Per qualche momento vi fu assoluto silenzio e nessuno si mosse, neppur lievemente. Poi, da un’estremità del tavolo una mano si sollevò, alzandosi e riposando delicatamente sul legno scuro. Un gesto che io potei scorgere solo indistintamente, chino com’ero con tutto il mio viso sui pesanti mattoni grigi e irregolari, ma che mi commosse profondamente.
-Ti prego di riconsiderare la tua posizione! - fu il monito della voce centrale.
Trascorsero alcuni secondi e la mano non si sollevò più.
Non volevo suscitare pietà, ma la compassione che provavo per me stesso e la vergogna mi spinsero molto vicino alle lacrime. Se tutti, infine, avevano accettato la mia condanna, dovevo aver raggiunto la più triste indegnità.

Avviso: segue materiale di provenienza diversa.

use std::time::Duration;

use error_stack::{Report, ResultExt};
use serde::Deserialize;
use tracing::info;

use crate::ArwLock;

pub type OAuthResult<T> = Result<T, Report<OAuthConfigErr>>;

#[derive(Debug, thiserror::Error)]
pub enum OAuthConfigErr {
    #[error("{0} oauth property not specified")]
    Missing(&'static str),
    #[error("{0} oauth property has an invalid value")]
    Invalid(&'static str),
}

/// Where signing keys come from and what a token has to claim to be accepted.
#[derive(Debug, Clone)]
pub struct OAuthConfig {
    pub jwks_url: String,
    /// Expected `iss` claim
    pub issuer_url: String,
    /// Dot separated path to the roles array in the JWT
    pub roles_claims_path: String,
    /// Expected `aud` claim
    pub audience: String,
    /// How often the signing keys are fetched again
    pub jwks_refresh: Duration,
}

const OAUTH_JWKS_URL: &str = "OAUTH_JWKS_URL";
const OAUTH_ISSUER_URL: &str = "OAUTH_ISSUER_URL";
const OAUTH_ROLES_JWT_PATH: &str = "OAUTH_ROLES_JWT_PATH";
const OAUTH_AUDIENCE: &str = "OAUTH_AUDIENCE";
const OAUTH_JWKS_REFRESH_SECS: &str = "OAUTH_JWKS_REFRESH_SECS";

const DEFAULT_AUDIENCE: &str = "content-api";
const DEFAULT_JWKS_REFRESH: Duration = Duration::from_secs(60 * 60);

fn required(key: &'static str) -> OAuthResult<String> {
    std::env::var(key).change_context(OAuthConfigErr::Missing(key))
}

impl OAuthConfig {
    pub fn from_env() -> OAuthResult<Self> {
        let audience = std::env::var(OAUTH_AUDIENCE).unwrap_or_else(|_| {
            info!("{OAUTH_AUDIENCE} not specified, going with default {DEFAULT_AUDIENCE}");
            DEFAULT_AUDIENCE.to_string()
        });

        let jwks_refresh = match std::env::var(OAUTH_JWKS_REFRESH_SECS) {
            Ok(secs) => secs
                .parse()
                .map(Duration::from_secs)
                .change_context(OAuthConfigErr::Invalid(OAUTH_JWKS_REFRESH_SECS))
                .attach_with(|| format!("'{secs}' is not a number of seconds"))?,
            Err(_) => DEFAULT_JWKS_REFRESH,
        };

        Ok(Self {
            jwks_url: required(OAUTH_JWKS_URL)?,
            issuer_url: required(OAUTH_ISSUER_URL)?,
            roles_claims_path: required(OAUTH_ROLES_JWT_PATH)?,
            audience,
            jwks_refresh,
        })
    }
}

/// The signing keys currently trusted. Clones share the same set.
#[derive(Debug, Clone)]
pub struct JwksState {
    keys: ArwLock<Vec<Jwk>>,
}

impl JwksState {
    pub fn new(keys: Vec<Jwk>) -> Self {
        Self {
            keys: ArwLock::new(keys),
        }
    }

    pub async fn find_key(&self, kid: &str) -> Option<Jwk> {
        self.keys
            .read()
            .await
            .iter()
            .find(|k| k.kid == kid)
            .cloned()
    }

    pub async fn replace(&self, keys: Vec<Jwk>) {
        *self.keys.write().await = keys;
    }
}

#[derive(Debug, Deserialize, Clone)]
pub struct Jwks {
    pub keys: Vec<Jwk>,
}

/// An RSA public key as published in a JWKS document.
#[derive(Debug, Deserialize, Clone)]
pub struct Jwk {
    pub kid: String,
    // modulus
    pub n: String,
    // exponent
    pub e: String,
}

- Molto bene. Ora che tutto è stato risolto, potremo tornare al lavoro.
Il Logico si alzò e gli altri lo seguirono a un suo cenno. Nessuno si rivolse a me, che attendevo di conoscere il giudizio.

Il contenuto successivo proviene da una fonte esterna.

use engine::auth::{Identity, Roles};
use serde::{Deserialize, Serialize};
use serde_json::Value;

#[derive(Debug, Serialize, Deserialize)]
pub struct Claims {
    pub sub: String,
    pub email: Option<String>,
    // can be a string or an array
    #[serde(default)]
    pub aud: Value,
    /// expiration
    pub exp: usize,
    /// issuer
    pub iss: String,
    #[serde(flatten)]
    pub extra: serde_json::Map<String, Value>,
}

impl Claims {
    /// Builds the caller's identity, reading roles from the dot separated `roles_path`
    /// into the token's extra claims. A missing path means no roles.
    pub fn into_identity(self, roles_path: &str) -> Identity {
        let extra = Value::Object(self.extra);

        let roles = match roles_path
            .split('.')
            .try_fold(&extra, |value, part| value.get(part))
        {
            Some(Value::Array(roles)) => roles
                .iter()
                .filter_map(Value::as_str)
                .fold(Roles::NONE, |mut r, next| {
                    if let Ok(role) = next.parse::<Roles>() {
                        r.add(role);
                    }
                    r
                }),
            _ => Roles::NONE,
        };

        Identity {
            uid: self.sub.into(),
            email: self.email.map(Into::into),
            roles,
        }
    }
}
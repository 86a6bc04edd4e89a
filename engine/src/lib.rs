pub mod app;
pub mod auth;
pub mod error;
mod pagination;

pub use pagination::{DEFAULT_PAGE_SIZE, Page, QueryOpts, SortOrder};
use error_stack::Report;

pub mod memory;
pub mod mongodb;

pub use memory::{MemoryPostRepo, MemoryReportRepo};

pub type RepoInitResult<T> = Result<T, Report<RepoInitErr>>;

#[derive(Debug, thiserror::Error)]
#[error("failed to initialize repository")]
pub struct RepoInitErr;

- Ancora un istante… - domandai da miserabile qual ero. - Un istante… - ripetei mentre tutti si voltavano verso di me seccamente, adirati per l’ulteriore illegittima pretesa.
- Dunque non sai? - chiese aspra la voce metallica.
Io ebbi un moto di terrore; naturalmente quella domanda era stata la mia ultima trasgressione. D’un tratto tutto mi fu chiaro. Fui sul punto di gridare, forse lo feci, ma il fragore tremendo dell’ennesimo tuono coprì la mia voce.
Un tuono di potenza straordinaria, breve e terribile come un’esplosione.
- Guglielmo, hai una penna per favore? Guglielmo?
Mi voltai all’improvviso verso il mio vicino. Una penna? Il temporale era passato. Fuori continuava a piovere ma nella stanza tutti erano, come poco prima, impegnati a seguire i ragionamenti del Relatore e a prendere appunti per qualche domanda finale.
- Ma a cosa stai pensando? E’ un quarto d’ora che fissi quegli alberi!
Gli alberi? Ora tutto era stranamente tranquillo. Scoppiai a ridere. Neppure questa volta ero stato capace di seguire per intero una relazione di Logica.
E’ impossibile descrivere con quale sollievo mi guardai intorno. Non c’era più nulla in quella stanza che potesse farmi paura. Era stato solo un incubo, un parto della mia immaginazione eccessivamente feconda.
Dopo una mezz’ora il Relatore smise di parlare. Ricordo ancora gli ultimi passi del suo discorso:
“La validità di una logica dipende dal valore conoscitivo del linguaggio peculiare cui può essere riferita, non dalla sua mera comprensibilità”.
Si discusse ancora a lungo su ciò che era stato detto, poi ci salutammo e ci avviammo verso la porta.
Fu di certo soltanto una coincidenza, una malvagia ironia del caso se, uscendo, non potei fare a meno di notare, sul tavolo che fungeva da banco per il Relatore, dei minuscoli depositi di cera, delle macchioline bianche quasi impercettibili.